I turned, setting sun at my back as I made my way around the bus station and down the narrow road that led out of town and toward the crag. The road meandered along white lime-chalked homes with thatched black roofs. Deep shades of green heather were sprinkled with late-afternoon dew, the landscape painted like it’d just been misted with rain. Clouds clung to the small, black-topped road, its width more than one but not quite two lanes. I walked at the edges, my feet already damp with the cloudy mist that hung on every blade and needle.

I knew I only had to walk a quarter of a mile before I reached the cliff that inspired so many Gothic legends and stories in this village.

I’d done my research, walked these country roads in my mind over and over as I’d planned for this trip. I only had a few months to get to the bottom of the mystery that surrounded my grandma’s family; I had to make the best of it.

I sucked in a breath of the salty air as the road dipped and then climbed a gentle hill after passing the last white thatched cottage. I smiled as I realized that cottage had probably been there when my grandma was a girl. I could just imagine her sweet Scottish lilt as she dreamed in the same shades of heather purple that lined Heathermoor Lane.

I reached the top of the slope. A chill hung over my shoulders as I realized that the fabled crag that had stolen so many lives in this village was just out of my eyesight. It was right there, my feet standing at the apex of the small path that led to its edge, but there was no indication of its presence in front of me now. How easy it would be to wander on any one of the cloud-filled days in this area, one or two missteps spelling disaster so quickly.

A dizzying sense of vertigo came over me. The pictures I’d seen of this cliff and crag before had made it look as if they rose three-hundred feet out of the Atlantic. I vowed to myself then that I would never find myself outside Leith Hall when the clouds hung this heavy.

I moved across Heathermoor Lane, careful that my feet remained on the dark asphalt and away from the graveled edge, when Leith Hall finally came into my view.

Mist shrouded a central Gothic spire that pierced the clouds.

A chill sank down to my toes as I made my way beneath a sagging iron gate. Matching medieval stone pillars flanked the entryway of Leith Hall. It stood tall on a rocky bluff every bit as haunting as a postcard from hell. The moor stretched around the rocky outcropping, angry waves churning in the distance on one side and the other extending to a wooded loch gouged into the mountains. I knew beyond the other side existed legends of enchanted fairy pools and wooded nymphs and kelpie that could lure you in to your death.

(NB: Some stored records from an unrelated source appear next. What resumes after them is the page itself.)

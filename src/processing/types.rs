//! Core data types and error definitions for indexing and retrieval.

use crate::{
    embedding::EmbeddingError,
    error::ErrorKind,
    index_status::IndexStatusError,
    profile::ProfileError,
    store::{Namespace, StoreError},
};
use serde::Serialize;
use thiserror::Error;
use time::OffsetDateTime;

/// Errors produced while turning raw text into chunks.
#[derive(Debug, Error)]
pub enum ChunkingError {
    /// Chunking was configured with an impossible word budget.
    #[error("chunk size must be greater than zero")]
    InvalidChunkSize,
}

/// Errors emitted by the indexing pipeline.
#[derive(Debug, Error)]
pub enum IndexingError {
    /// The profile service has no profile for the user.
    #[error("Profile not found for user {user_id}")]
    ProfileNotFound {
        /// User that was looked up.
        user_id: String,
    },
    /// Caller input was rejected before any write.
    #[error("Invalid indexing request: {0}")]
    InvalidRequest(String),
    /// Profile lookup failed.
    #[error(transparent)]
    Profile(#[from] ProfileError),
    /// Chunking step failed.
    #[error("Failed to chunk text: {0}")]
    Chunking(#[from] ChunkingError),
    /// Embedding provider failed or violated the vector contract.
    #[error("Failed to embed chunks: {0}")]
    Embedding(#[from] EmbeddingError),
    /// Chunk store interaction failed.
    #[error(transparent)]
    Store(#[from] StoreError),
    /// Generation pointer could not be published.
    #[error(transparent)]
    IndexStatus(#[from] IndexStatusError),
}

impl IndexingError {
    /// Classify the failure for callers.
    pub fn kind(&self) -> ErrorKind {
        match self {
            Self::ProfileNotFound { .. } => ErrorKind::NotFound,
            Self::InvalidRequest(_) => ErrorKind::Validation,
            Self::Profile(error) => error.kind(),
            Self::Chunking(_) => ErrorKind::InvalidConfiguration,
            Self::Embedding(error) => error.kind(),
            Self::Store(error) => error.kind(),
            Self::IndexStatus(error) => error.kind(),
        }
    }
}

/// Errors emitted while serving retrieval requests.
#[derive(Debug, Error)]
pub enum RetrievalError {
    /// User has never been indexed and the policy forbids indexing on demand.
    #[error("User {user_id} has not been indexed")]
    NotIndexed {
        /// User that was looked up.
        user_id: String,
    },
    /// Request parameters were out of range.
    #[error("Invalid retrieval request: {0}")]
    InvalidRequest(String),
    /// On-demand indexing failed.
    #[error(transparent)]
    Indexing(#[from] IndexingError),
    /// Query embedding failed or had the wrong dimension.
    #[error("Failed to embed query: {0}")]
    Embedding(#[from] EmbeddingError),
    /// Similarity search failed.
    #[error(transparent)]
    Store(#[from] StoreError),
    /// Index status lookup failed.
    #[error(transparent)]
    IndexStatus(#[from] IndexStatusError),
}

impl RetrievalError {
    /// Classify the failure for callers.
    pub fn kind(&self) -> ErrorKind {
        match self {
            Self::NotIndexed { .. } => ErrorKind::NotFound,
            Self::InvalidRequest(_) => ErrorKind::Validation,
            Self::Indexing(error) => error.kind(),
            Self::Embedding(error) => error.kind(),
            Self::Store(error) => error.kind(),
            Self::IndexStatus(error) => error.kind(),
        }
    }
}

/// Summary of a namespace re-index.
#[derive(Debug, Clone, Serialize)]
pub struct IndexReport {
    /// User that was indexed.
    pub user_id: String,
    /// Namespace that was rebuilt.
    pub namespace: Namespace,
    /// Chunks written; zero when the profile has no extractable text.
    pub chunk_count: usize,
    /// Generation now live for the namespace.
    pub generation: String,
    /// Stale chunks removed, when collection ran inline.
    #[serde(skip_serializing_if = "Option::is_none")]
    pub collected: Option<usize>,
}

/// Summary of a section re-index.
#[derive(Debug, Clone, Serialize)]
pub struct SectionIndexReport {
    /// Section that was rebuilt.
    pub section_id: String,
    /// Identifiers of the freshly written chunks.
    pub chunk_ids: Vec<String>,
    /// Generation now live for the section.
    pub generation: String,
}

/// Query expressed as text or as a precomputed embedding.
#[derive(Debug, Clone)]
pub enum RetrievalQuery {
    /// Free text embedded by the configured embedder.
    Text(String),
    /// Caller-supplied vector of the configured dimension.
    Embedding(Vec<f32>),
}

/// Parameters of a retrieval call.
#[derive(Debug, Clone)]
pub struct RetrievalRequest {
    /// User whose corpus is searched.
    pub user_id: String,
    /// Namespace searched.
    pub namespace: Namespace,
    /// Query text or vector.
    pub query: RetrievalQuery,
    /// Number of results (1..=100); configured default when absent.
    pub top_k: Option<usize>,
    /// Restrict to these sections; empty means all.
    pub section_ids: Vec<String>,
}

/// Ranked chunk returned to callers.
#[derive(Debug, Clone, Serialize)]
pub struct RetrievedChunk {
    /// Chunk identifier.
    pub chunk_id: String,
    /// Owning user.
    pub user_id: String,
    /// Namespace of the chunk.
    pub index_namespace: Namespace,
    /// Section of the chunk.
    pub section_id: String,
    /// Field family of the chunk.
    pub source_type: String,
    /// Provenance key.
    pub source_id: String,
    /// Chunk body.
    pub text: String,
    /// Similarity to the query.
    pub score: f32,
    /// Creation time.
    #[serde(with = "time::serde::rfc3339")]
    pub created_at: OffsetDateTime,
}

/// Result of a retrieval call.
#[derive(Debug, Clone, Serialize)]
pub struct RetrievalOutcome {
    /// Ranked chunks, best first.
    pub chunks: Vec<RetrievedChunk>,
    /// Whether the index is older than seven days.
    pub stale: bool,
    /// Whether this call indexed the profile first.
    pub auto_indexed: bool,
}
async fn retrieve(
    State(context): State<Arc<ServiceContext>>,
    Path(user_id): Path<String>,
    Json(request): Json<RetrieveRequest>,
) -> Result<Json<RetrievalOutcome>, AppError> {
    let query = match (request.query, request.embedding) {
        (Some(text), None) => RetrievalQuery::Text(text),
        (None, Some(vector)) => RetrievalQuery::Embedding(vector),
        _ => {
            return Err(AppError::validation(
                "provide exactly one of `query` or `embedding`",
            ));
        }
    };
    let outcome = context
        .retriever
        .retrieve(RetrievalRequest {
            user_id,
            namespace: request.namespace.unwrap_or(Namespace::Profile),
            query,
            top_k: request.top_k,
            section_ids: request.section_ids,
        })
        .await?;
    Ok(Json(outcome))
}

/// Response body for `POST /refine`.
#[derive(Serialize)]
struct RefineResponse {
    /// Human readable termination reason.
    message: String,
    #[serde(flatten)]
    outcome: RefinementOutcome,
}

async fn refine(
    State(context): State<Arc<ServiceContext>>,
    Json(request): Json<RefinementRequest>,
) -> Result<Json<RefineResponse>, AppError> {
    let outcome = context.refinement.run(request).await?;
    Ok(Json(RefineResponse {
        message: outcome.status.to_string(),
        outcome,
    }))
}

async fn chat(
    State(context): State<Arc<ServiceContext>>,
    Json(request): Json<TurnRequest>,
) -> Result<Json<TurnOutcome>, AppError> {
    let outcome = context.agent.handle_turn(request).await?;
    Ok(Json(outcome))
}

async fn health() -> Json<serde_json::Value> {
    Json(json!({ "status": "ok" }))
}

async fn get_metrics(State(context): State<Arc<ServiceContext>>) -> Json<MetricsSnapshot> {
    Json(context.metrics.snapshot())
}

/// Descriptor for a single endpoint in the discovery catalog.
#[derive(Serialize)]
struct CommandDescriptor {
    name: &'static str,
    method: &'static str,
    path: &'static str,
    description: &'static str,
    #[serde(skip_serializing_if = "Option::is_none")]
    request_example: Option<serde_json::Value>,
}

/// Response body for `GET /commands`.
#[derive(Serialize)]
struct CommandsResponse {
    commands: Vec<CommandDescriptor>,
    /// Actions the conversational endpoint understands.
    chat_actions: &'static [CommandInfo],
}

/// Enumerate supported HTTP commands and chat actions for discovery.
async fn get_commands() -> Json<CommandsResponse> {
    Json(CommandsResponse {
        commands: vec![
            CommandDescriptor {
                name: "index_profile",
                method: "POST",
                path: "/index/profile/:user_id",
                description: "Chunk, embed, and store the user's profile under a fresh generation, then collect the previous one.",
                request_example: Some(json!({ "namespace": "profile" })),
            },
            CommandDescriptor {
                name: "index_section",
                method: "POST",
                path: "/index/:user_id/section",
                description: "Re-index one user-edited resume section. Returns the new chunk ids.",
                request_example: Some(json!({
                    "section_id": "summary",
                    "text": "Backend engineer with eight years of Rust and Go."
                })),
            },
            CommandDescriptor {
                name: "delete_section",
                method: "DELETE",
                path: "/index/:user_id/section/:section_id",
                description: "Delete every chunk of a section across namespaces.",
                request_example: None,
            },
            CommandDescriptor {
                name: "retrieve",
                method: "POST",
                path: "/retrieve/:user_id",
                description: "Return the top_k chunks most similar to a query text or embedding.",
                request_example: Some(json!({
                    "query": "distributed systems experience",
                    "namespace": "profile",
                    "top_k": 5,
                    "section_ids": []
                })),
            },
            CommandDescriptor {
                name: "refine",
                method: "POST",
                path: "/refine",
                description: "Generate a resume and refine it until it reaches the target score or the attempt budget.",
                request_example: Some(json!({
                    "user_id": "user-123",
                    "job_description": "Senior Rust engineer, Kubernetes, gRPC",
                    "target_score": 0.88,
                    "max_refinements": 2
                })),
            },
            CommandDescriptor {
                name: "chat",
                method: "POST",
                path: "/v1/chat",
                description: "Run one conversational turn. The first turn of a session needs user_id and job_description.",
                request_example: Some(json!({
                    "session_id": "session-1",
                    "user_message": "Build my resume for this job",
                    "user_id": "user-123",
                    "job_description": "Senior Rust engineer, Kubernetes, gRPC"
                })),
            },
            CommandDescriptor {
                name: "health",
                method: "GET",
                path: "/health",
                description: "Liveness probe.",
                request_example: None,
            },
            CommandDescriptor {
                name: "metrics",
                method: "GET",
                path: "/metrics",
                description: "Return indexing, retrieval, and refinement counters.",
                request_example: None,
            },
        ],
        chat_actions: &COMMANDS,
    })
}
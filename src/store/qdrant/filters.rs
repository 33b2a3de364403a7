//! Translation of [`ChunkFilter`] into Qdrant filter payloads.

use crate::store::ChunkFilter;
use serde_json::{Value, json};

/// Compose the Qdrant filter selecting the chunks described by `filter`.
pub fn build_chunk_filter(filter: &ChunkFilter) -> Value {
    let mut must: Vec<Value> = vec![json!({
        "key": "user_id",
        "match": { "value": filter.user_id }
    })];

    if let Some(namespace) = filter.namespace {
        must.push(json!({
            "key": "index_namespace",
            "match": { "value": namespace.as_str() }
        }));
    }

    if let Some(condition) = match_any("section_id", &filter.section_ids) {
        must.push(condition);
    }

    if let Some(condition) = match_any("generation", &filter.generations) {
        must.push(condition);
    }

    let mut body = json!({ "must": must });
    if let Some(condition) = match_any("generation", &filter.exclude_generations) {
        body["must_not"] = json!([condition]);
    }
    body
}

fn match_any(key: &str, values: &[String]) -> Option<Value> {
    let cleaned: Vec<&str> = values
        .iter()
        .map(|value| value.trim())
        .filter(|value| !value.is_empty())
        .collect();
    match cleaned.as_slice() {
        [] => None,
        [single] => Some(json!({ "key": key, "match": { "value": single } })),
        many => Some(json!({ "key": key, "match": { "any": many } })),
    }
}

#[cfg(test)]
mod tests {
    use super::*;
    use crate::store::Namespace;

    #[test]
    fn user_constraint_is_always_present() {
        assert_eq!(
            build_chunk_filter(&ChunkFilter::for_user("u1")),
            json!({
                "must": [
                    { "key": "user_id", "match": { "value": "u1" } }
                ]
            })
        );
    }

    #[test]
    fn combines_namespace_sections_and_generations() {
        let filter = ChunkFilter::for_user("u1")
            .namespace(Namespace::ResumeSections)
            .sections(["summary", "skills"])
            .generations(["g1"]);

        assert_eq!(
            build_chunk_filter(&filter),
            json!({
                "must": [
                    { "key": "user_id", "match": { "value": "u1" } },
                    { "key": "index_namespace", "match": { "value": "resume_sections" } },
                    { "key": "section_id", "match": { "any": ["summary", "skills"] } },
                    { "key": "generation", "match": { "value": "g1" } }
                ]
            })
        );
    }

    #[test]
    fn excluded_generations_become_must_not() {
        let filter = ChunkFilter::for_user("u1")
            .namespace(Namespace::Profile)
            .excluding_generations(["live", "sections"]);

        let value = build_chunk_filter(&filter);
        assert_eq!(
            value["must_not"],
            json!([{ "key": "generation", "match": { "any": ["live", "sections"] } }])
        );
    }

    #[test]
    fn blank_section_ids_are_ignored() {
        let filter = ChunkFilter::for_user("u1").sections(["  ", ""]);
        assert_eq!(build_chunk_filter(&filter)["must"].as_array().map(Vec::len), Some(1));
    }
}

I was engrossed in Leith and the moor, anxious to unpack my things and then set out to discover all the history and lore this land could offer. For the next three months, this creepy old castle would be my home. A shudder traced my spine again as I slipped under the old moss-ridden stone archway and up the steps. The wood was chipped and graying, the banister broken and hanging from its support. I reached the threshold of the house. The door stood open, the only sliver of light into the house’s interior from the dark sky outside.